[Data]

//! Money amounts in Vietnamese dong.
//!
//! The marketplace prices everything in VND and the backend sends plain JSON
//! numbers, so `Money` is a thin wrapper over [`Decimal`] with the display
//! rules used across the dashboards (dot-grouped thousands, no fraction).

use core::fmt;
use core::ops::{Add, Mul};

use rust_decimal::Decimal;
use rust_decimal::prelude::RoundingStrategy;
use serde::{Deserialize, Serialize};

/// An amount of Vietnamese dong.
#[derive(Debug, Clone, Copy, PartialEq, Eq, PartialOrd, Ord, Hash, Default, Serialize, Deserialize)]
#[serde(transparent)]
pub struct Money(Decimal);

impl Money {
    /// Zero dong.
    pub const ZERO: Self = Self(Decimal::ZERO);

    /// Wrap a decimal amount.
    #[must_use]
    pub const fn new(amount: Decimal) -> Self {
        Self(amount)
    }

    /// Build an amount from whole dong.
    #[must_use]
    pub fn from_dong(dong: i64) -> Self {
        Self(Decimal::from(dong))
    }

    /// The underlying decimal amount.
    #[must_use]
    pub const fn amount(&self) -> Decimal {
        self.0
    }

    /// Whether the amount is strictly greater than zero.
    #[must_use]
    pub fn is_positive(&self) -> bool {
        self.0 > Decimal::ZERO
    }

    /// Apply a percentage discount (0-100) and round to whole dong.
    #[must_use]
    pub fn discounted(&self, percent: Decimal) -> Self {
        let factor = (Decimal::ONE_HUNDRED - percent) / Decimal::ONE_HUNDRED;
        Self((self.0 * factor).round_dp_with_strategy(0, RoundingStrategy::MidpointAwayFromZero))
    }

    /// Format with dot-grouped thousands, e.g. `45.000 VND`.
    #[must_use]
    pub fn display(&self) -> String {
        format!("{} VND", group_thousands(self.0))
    }
}

impl fmt::Display for Money {
    fn fmt(&self, f: &mut fmt::Formatter<'_>) -> fmt::Result {
        f.write_str(&self.display())
    }
}

impl Add for Money {
    type Output = Self;

    fn add(self, rhs: Self) -> Self {
        Self(self.0 + rhs.0)
    }
}

impl Mul<u32> for Money {
    type Output = Self;

    fn mul(self, rhs: u32) -> Self {
        Self(self.0 * Decimal::from(rhs))
    }
}

impl From<Decimal> for Money {
    fn from(amount: Decimal) -> Self {
        Self(amount)
    }
}

fn group_thousands(amount: Decimal) -> String {
    let rounded = amount.round_dp_with_strategy(0, RoundingStrategy::MidpointAwayFromZero);
    let negative = rounded.is_sign_negative() && !rounded.is_zero();
    let digits = rounded.abs().trunc().to_string();

    let mut out = String::with_capacity(digits.len() + digits.len() / 3 + 1);
    for (i, c) in digits.chars().enumerate() {
        if i > 0 && (digits.len() - i) % 3 == 0 {
            out.push('.');
        }
        out.push(c);
    }

    if negative { format!("-{out}") } else { out }
}

#[cfg(test)]
#[allow(clippy::unwrap_used)]
mod tests {
    use super::*;

    #[test]
    fn test_display_groups_thousands() {
        assert_eq!(Money::from_dong(0).display(), "0 VND");
        assert_eq!(Money::from_dong(950).display(), "950 VND");
        assert_eq!(Money::from_dong(45_000).display(), "45.000 VND");
        assert_eq!(Money::from_dong(1_234_567).display(), "1.234.567 VND");
        assert_eq!(Money::from_dong(-12_000).display(), "-12.000 VND");
    }

    #[test]
    fn test_deserializes_from_json_number() {
        let money: Money = serde_json::from_str("45000").unwrap();
        assert_eq!(money, Money::from_dong(45_000));

        let json = serde_json::to_string(&Money::from_dong(15_000)).unwrap();
        assert_eq!(json, "15000.0");
    }

    #[test]
    fn test_discounted() {
        let price = Money::from_dong(50_000);
        assert_eq!(price.discounted(Decimal::from(10)), Money::from_dong(45_000));
        assert_eq!(price.discounted(Decimal::ZERO), price);
        assert_eq!(price.discounted(Decimal::ONE_HUNDRED), Money::ZERO);
    }

    #[test]
    fn test_line_total() {
        assert_eq!(Money::from_dong(30_000) * 3, Money::from_dong(90_000));
        assert_eq!(
            Money::from_dong(1) + Money::from_dong(2),
            Money::from_dong(3)
        );
    }
}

[What to do] Your answer should be a single number: the count of lines in the entries that hold the string "Vietnamese".

[Output for this exercise] 2